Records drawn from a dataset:
//! Request extractors that report failures through `AppError`.

use axum::extract::{rejection::JsonRejection, FromRequest};

use crate::errors::AppError;

/// Copy shown when a request body cannot be read, e.g. an unknown resolution.
pub const MALFORMED_REQUEST_MESSAGE: &str =
    "That request didn't look quite right. Please check the form and try again.";

/// `axum::Json`, but a bad body becomes `AppError::InvalidInput` and keeps the
/// `{error:{code,message}}` envelope.
#[derive(Debug, FromRequest)]
#[from_request(via(axum::Json), rejection(AppError))]
pub struct AppJson<T>(pub T);

impl From<JsonRejection> for AppError {
    fn from(rejection: JsonRejection) -> Self {
        tracing::warn!("Rejected request body: {}", rejection.body_text());
        AppError::InvalidInput(MALFORMED_REQUEST_MESSAGE.to_string())
    }
}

** REQUIRED ACTION **
Each entry above must be repeated word for word.

** RESULT OF THIS EXERCISE **
//! Request extractors that report failures through `AppError`.

use axum::extract::{rejection::JsonRejection, FromRequest};

use crate::errors::AppError;

/// Copy shown when a request body cannot be read, e.g. an unknown resolution.
pub const MALFORMED_REQUEST_MESSAGE: &str =
    "That request didn't look quite right. Please check the form and try again.";

/// `axum::Json`, but a bad body becomes `AppError::InvalidInput` and keeps the
/// `{error:{code,message}}` envelope.
#[derive(Debug, FromRequest)]
#[from_request(via(axum::Json), rejection(AppError))]
pub struct AppJson<T>(pub T);

impl From<JsonRejection> for AppError {
    fn from(rejection: JsonRejection) -> Self {
        tracing::warn!("Rejected request body: {}", rejection.body_text());
        AppError::InvalidInput(MALFORMED_REQUEST_MESSAGE.to_string())
    }
}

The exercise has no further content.